Ecosyste.ms: Awesome

An open API service indexing awesome lists of open source software.

Awesome Lists | Featured Topics | Projects

https://github.com/hunyadi/pysqlsync

Synchronize data with a SQL database
https://github.com/hunyadi/pysqlsync

database-clients sql-insert sql-query sql-schema synchronization

Last synced: about 1 month ago
JSON representation

Synchronize data with a SQL database

Awesome Lists containing this project

README

        

# pysqlsync: Synchronize schema and large volumes of data over SQL

*pysqlsync* helps you synchronize your target database or data warehouse with a data source, making efficient use of Python language elements and database drivers (client libraries). The library package employs Python data-classes (decorated with `@dataclass`) to define database tables and generate `CREATE`, `DROP`, `INSERT`, `MERGE` and `DELETE` SQL statements. Commands against the database driver are executed with the asynchronous paradigm (`async` and `await`). This can result in an order of magnitude speed increase over traditional methods such as SQLAlchemy when data is inserted or upserted (merged) into, or deleted from a table.

## Use cases

* Formation. Create an initializer SQL script (e.g. ANSI, PostgreSQL or MySQL) from a set of Python `@dataclass` definitions.
* Discovery. Create a traversable Python object hierarchy (e.g. `Namespace`, `Table`, `Column` and `Constraint` objects) from a database catalog (using `information_schema` or `pg_catalog`).
* Schema synchronization. Emit SQL statements to mutate the database schema from a source state to a desired target state using `CREATE`, `DROP` and `ALTER`.
* Data import. Efficiently insert data from a list of objects or tuples of simple types into a database table using `INSERT`, `MERGE` and `DELETE` with multiple arguments, and lists of tuples or collections of objects as input.

## Quick start

First, define the table structure with a standard Python data-class (including dependent data types):

```python
class WorkflowState(enum.Enum):
active = "active"
inactive = "inactive"
deleted = "deleted"

@dataclasses.dataclass
class UserTable:
id: PrimaryKey[int]
updated_at: datetime
workflow_state: WorkflowState
uuid: uuid.UUID
name: str
short_name: Annotated[str, MaxLength(255)]
homepage_url: Optional[str] = None
```

The data-class can be defined statically in code, or generated dynamically from input (with `dataclasses.make_dataclass`). Fields can be required or nullable (represented in Python as `None`). All basic data types are supported, including integers (of various widths), floating-point numbers, strings (of fixed or variable length), timestamps (`datetime.datetime` in Python), UUIDs (`uuid.UUID` in Python), enumerations (represented in Python as `enum.Enum`), etc. `list[...]` is supported as a collection type, and composite types (data-classes without a primary key) are also permitted.
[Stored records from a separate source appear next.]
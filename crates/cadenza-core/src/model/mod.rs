pub mod composer;
pub mod composition;
pub mod ids;
pub mod request;

pub use composer::Composer;
pub use composition::Composition;
pub use ids::{ComposerId, CompositionId};
pub use request::{CompositionFilter, CompositionRequest};
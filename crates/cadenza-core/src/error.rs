use thiserror::Error;

#[derive(Debug, Error)]
pub enum Error {
    #[error("database error: {0}")]
    Database(#[from] rusqlite::Error),

    /// A create request named neither a composer id nor a composer name.
    #[error("composer name or id is required")]
    MissingReference,

    #[error("{entity} not found for id {id}")]
    ReferenceNotFound { entity: &'static str, id: String },

    #[error("invalid composition: {0}")]
    InvalidComposition(String),

    #[error("invalid filter: {0}")]
    InvalidFilter(String),

    #[error("conflict: {0}")]
    Conflict(String),

    #[error("invalid data: {0}")]
    InvalidData(String),
}

impl Error {
    pub(crate) fn composer_not_found(id: impl ToString) -> Self {
        Self::ReferenceNotFound {
            entity: "composer",
            id: id.to_string(),
        }
    }

    pub(crate) fn composition_not_found(id: impl ToString) -> Self {
        Self::ReferenceNotFound {
            entity: "composition",
            id: id.to_string(),
        }
    }
}

pub type Result<T> = std::result::Result<T, Error>;
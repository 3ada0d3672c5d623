pub mod format;
pub mod key;

pub use format::Format;
pub use key::KeySignature;

use serde::de::{self, Deserializer, Visitor};
use std::fmt;
use std::str::FromStr;

/// Error returned when text names no known enumeration code.
#[derive(Debug, Clone, PartialEq, Eq, thiserror::Error)]
#[error("unknown {family}: {value}")]
pub struct UnknownCode {
    pub family: &'static str,
    pub value: String,
}

/// Accepts an integer code, or text that `FromStr` understands (a numeric
/// code or a case-insensitive programmatic name).
struct CodeVisitor<E> {
    family: &'static str,
    from_code: fn(i64) -> Option<E>,
}

impl<E> CodeVisitor<E> {
    fn unknown<Er: de::Error>(&self, value: impl fmt::Display) -> Er {
        Er::custom(UnknownCode {
            family: self.family,
            value: value.to_string(),
        })
    }
}

impl<'de, E> Visitor<'de> for CodeVisitor<E>
where
    E: FromStr<Err = UnknownCode>,
{
    type Value = E;

    fn expecting(&self, f: &mut fmt::Formatter<'_>) -> fmt::Result {
        write!(f, "a {} code or name", self.family)
    }

    fn visit_i64<Er: de::Error>(self, v: i64) -> Result<E, Er> {
        (self.from_code)(v).ok_or_else(|| self.unknown(v))
    }

    fn visit_u64<Er: de::Error>(self, v: u64) -> Result<E, Er> {
        i64::try_from(v)
            .ok()
            .and_then(self.from_code)
            .ok_or_else(|| self.unknown(v))
    }

    fn visit_str<Er: de::Error>(self, v: &str) -> Result<E, Er> {
        v.parse().map_err(Er::custom)
    }
}

pub(crate) fn deserialize_code<'de, D, E>(
    deserializer: D,
    family: &'static str,
    from_code: fn(i64) -> Option<E>,
) -> Result<E, D::Error>
where
    D: Deserializer<'de>,
    E: FromStr<Err = UnknownCode>,
{
    deserializer.deserialize_any(CodeVisitor { family, from_code })
}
Next, instantiate a database engine, open a connection, create the database structure (with a `CREATE TABLE` statement), and populate the database with initial data (with SQL `INSERT` or `COPY`):

```python
engine = get_dialect("postgresql")
parameters = ConnectionParameters(
host="localhost",
port=5432,
username="levente.hunyadi",
password=None,
database="levente.hunyadi",
)
options = GeneratorOptions(
enum_mode=EnumMode.RELATION, namespaces={tables: "example"}
)

data = [
UserTable(
id=1,
updated_at=datetime.now(),
workflow_state=WorkflowState.active,
uuid=uuid.uuid4(),
name="Laura Twenty-Four",
short_name="Laura",
)
]
async with engine.create_connection(parameters, options) as conn:
await conn.create_objects([UserTable])
await conn.insert_data(UserTable, data)
```

Let's assume the database structure changes. With the help of an `Explorer` instance, discover the objects in the database, and create/drop objects to match the state as captured in the specified Python module:

```python
async with engine.create_connection(parameters, options) as conn:
await engine.create_explorer(conn).synchronize(module=tables)
```

Finally, keep the target database content synchronized with data from the source (with the equivalent of SQL `MERGE`):

```python
data = [
UserTable(
id=2,
updated_at=datetime.now(),
workflow_state=WorkflowState.active,
uuid=uuid.uuid4(),
name="Zeta Twelve",
short_name="Zeta",
)
]
async with engine.create_connection(parameters, options) as conn:
await engine.create_explorer(conn).synchronize(module=tables)
await conn.upsert_data(UserTable, data)
```

In order to boost efficiency, you can insert (or update) data directly from a list of tuples:

```python
field_names = ["id", "uuid", "name", "short_name", "workflow_state", "updated_at"]
field_types = [int, uuid.UUID, str, str, str, datetime]
rows = [
(1, uuid.uuid4(), "Laura Twenty-Four", "Laura", "active", datetime.now()),
(2, uuid.uuid4(), "Zeta Twelve", "Zeta", "inactive", datetime.now()),
]
async with engine.create_connection(parameters, options) as conn:
await engine.create_explorer(conn).synchronize(module=tables)
table = conn.get_table(UserTable)
await conn.upsert_rows(
table,
field_names=tuple(field_names),
field_types=tuple(field_types),
records=rows,
)
```

## Structure and data synchronization

*pysqlsync* supports two modes of operation: structure synchronization and data synchronization.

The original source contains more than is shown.